Исторический процесс, кровавый, грязный, противоречивый, с резкими скачками горячечной температуры, с гримасами, с эпохами, карикатурящими одна другую, оставался для нас глубоко чуждым, неизвестным.
И вот героический средневеково-ренессансный Бэлпингтон Блэпский был брошен в первую мировую войну, т. е. в грязь, во вши, в кровавое месиво… Герой удирает с бойни, симулирует, ведет себя похабно, паскудно, плачет… Из презрительной жалости его спасает врач. Бэлпингтон Блэпский быстро приходит в себя, загоняет позорные воспоминания за порог сознания; он снова герой, он лжет, искренно лжет и, уже совсем по-хлестаковски, вдохновенно, под пьяную руку, рассказывает, как он взял в плен Вильгельма и затем по распоряжению свыше довез его до голландской границы и выслушал последнюю исповедь императора, к<отор>ый, оказывается, желал быть ангелом мира, но силой обстоятельств вынужден был стать ангелом войны.

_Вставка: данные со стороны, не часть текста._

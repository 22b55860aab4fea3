//! Model and data records kept outside the account ledger

use num_bigint::BigUint;

use super::payload::{DataInfoUpdate, DataParams, DataRef, ModelParams};
use super::pipeline::TxContext;
use crate::account::SigningPolicy;
use crate::error::{LedgerError, Subject};
use crate::storage::{DataInfo, ModelInfo, StateAccess};
use crate::types::ObjectId;

fn new_object_id(cx: &TxContext) -> ObjectId {
    ObjectId::from_tx_id(&cx.id)
}

pub(super) fn verify_create_model<S: StateAccess + ?Sized>(cx: &TxContext, state: &S) -> Result<BigUint, LedgerError> {
    let id = new_object_id(cx);
    if state.load_model(&id)?.is_some() {
        return Err(LedgerError::ObjectExists { id });
    }
    Ok(BigUint::default())
}

pub(super) fn accept_create_model<S: StateAccess + ?Sized>(
    cx: &TxContext,
    params: &ModelParams,
    state: &S,
) -> Result<(), LedgerError> {
    state.save_model(ModelInfo {
        id: new_object_id(cx),
        name: params.name.clone(),
        policy: params.policy.clone(),
        schema: params.schema.clone(),
    })
}

/// Models with keepers only accept records they countersigned.
pub(super) fn verify_create_data<S: StateAccess + ?Sized>(
    cx: &TxContext,
    params: &DataParams,
    state: &S,
) -> Result<BigUint, LedgerError> {
    let model = state
        .load_model(&params.model)?
        .ok_or(LedgerError::ModelNotFound { id: params.model })?;
    if !model.policy.keepers.is_empty() {
        model
            .policy
            .check(Subject::Model(model.id), cx.tx_type(), &cx.ex_signers)?;
    }
    let id = new_object_id(cx);
    if state.load_data(&id)?.is_some() {
        return Err(LedgerError::ObjectExists { id });
    }
    Ok(BigUint::default())
}

pub(super) fn accept_create_data<S: StateAccess + ?Sized>(
    cx: &TxContext,
    params: &DataParams,
    state: &S,
) -> Result<(), LedgerError> {
    state.save_data(DataInfo {
        id: new_object_id(cx),
        model: params.model,
        version: 1,
        policy: params.policy.clone(),
        payload: params.payload.clone(),
    })
}

/// Loads a live record at `version` that the signers may change.
fn load_for_change<S: StateAccess + ?Sized>(
    cx: &TxContext,
    id: &ObjectId,
    version: u64,
    state: &S,
) -> Result<DataInfo, LedgerError> {
    let data = state.load_data(id)?.ok_or(LedgerError::DataNotFound { id: *id })?;
    if data.version == 0 {
        return Err(LedgerError::DataDeleted { id: *id });
    }
    if data.version != version {
        return Err(LedgerError::VersionMismatch {
            id: *id,
            expected: data.version,
            actual: version,
        });
    }
    data.policy.check(Subject::Data(*id), cx.tx_type(), &cx.signers)?;
    Ok(data)
}

fn updated_policy(cx: &TxContext, data: &DataInfo, info: &DataInfoUpdate) -> Result<SigningPolicy, LedgerError> {
    let next = data.policy.updated(&info.update);
    next.validate(true)
        .map_err(|e| LedgerError::malformed(cx.tx_type(), "data", e))?;
    Ok(next)
}

pub(super) fn verify_update_data_info<S: StateAccess + ?Sized>(
    cx: &TxContext,
    info: &DataInfoUpdate,
    state: &S,
) -> Result<BigUint, LedgerError> {
    let data = load_for_change(cx, &info.id, info.version, state)?;
    updated_policy(cx, &data, info)?;
    Ok(BigUint::default())
}

pub(super) fn accept_update_data_info<S: StateAccess + ?Sized>(
    cx: &TxContext,
    info: &DataInfoUpdate,
    state: &S,
) -> Result<(), LedgerError> {
    let mut data = load_for_change(cx, &info.id, info.version, state)?;
    data.policy = updated_policy(cx, &data, info)?;
    data.version += 1;
    state.save_data(data)
}

pub(super) fn verify_delete_data<S: StateAccess + ?Sized>(
    cx: &TxContext,
    data_ref: &DataRef,
    state: &S,
) -> Result<BigUint, LedgerError> {
    load_for_change(cx, &data_ref.id, data_ref.version, state)?;
    Ok(BigUint::default())
}

pub(super) fn accept_delete_data<S: StateAccess + ?Sized>(
    cx: &TxContext,
    data_ref: &DataRef,
    state: &S,
) -> Result<(), LedgerError> {
    let mut data = load_for_change(cx, &data_ref.id, data_ref.version, state)?;
    data.version = 0;
    state.save_data(data)
}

Звонила Н.[163] Вызывают в учреждение по поводу моей просьбы. Удивительно. Другим людям просто высылали справки, без всяких личных визитов. А я должна снова идти, что-то объяснять… Как я все это ненавижу. И, конечно, не выдадут. Пахнет необходимостью отъезда. А куда? К Сан<агин>ой. Человек мне глубоко предан, но…
15/II. Вопли кошачьих страстей не дали уснуть всю ночь. В музыке тончайшей, возвышеннейшей любовной лирики тот же кошачий вопль, устремление к одному пункту плоти. Розанов вполне последователен в своем утверждении мистичности и метафизичности полового акта у всех животных. Факт этой одинаковости физического соития у животных и у человека вселяет глубочайшее отвращение к миру сексуальной любви; а ведь этот мир необычайно широк и многообразен. А основа одна и та же. Права хоз<яй>ка квартиры, определившая настроение своего кота как «страдания юного Вертера».
Совокупился бы Вертер с Шарлоттой, создал бы с ней добропорядочную в немецком духе буржуазно-мещанскую семейную жизнь — не покончил бы с собой.
У человека всю эту мерзость скрашивает жажда обладания духовного, инстинкт к пересозданию, к улучшению человека, т. е. инстинкт власти и инстинкт творческий. Только эти инстинкты — нечто отделяющее нас от четвероногих братьев. И… может быть, оба эти инстинкта лишь производное от сексуального инстинкта (догадка моего пятнадцатилетнего возраста).
Неандерталец, а раньше питекантроп и сикантроп блуждали по каким-то участкам мира, вступали в единоборство со зверями, питались и совокуплялись. Всё… Инстинкт господства и созидания появился позднее; конечно, из какой-то нужды появился.
Экономическая база… Давняя, биологическая, до сих пор довлеет над человеческим обществом.
Убеждения. Ненависть к какому-то социальному и полит<ическому> строю. Беспокоит ли меня так уж сильно несвобода личности вообще? Честно говоря — нет! Очень малое число людей достойно этой свободы. Большинство великолепно чувствует себя в рабстве. «Дай работнику небольшую собственность, — говорит Герцен (в „С того берега“), — и он станет мещанином, мелким рантье», и соц. революция превратится в вещь очень проблематичную[164].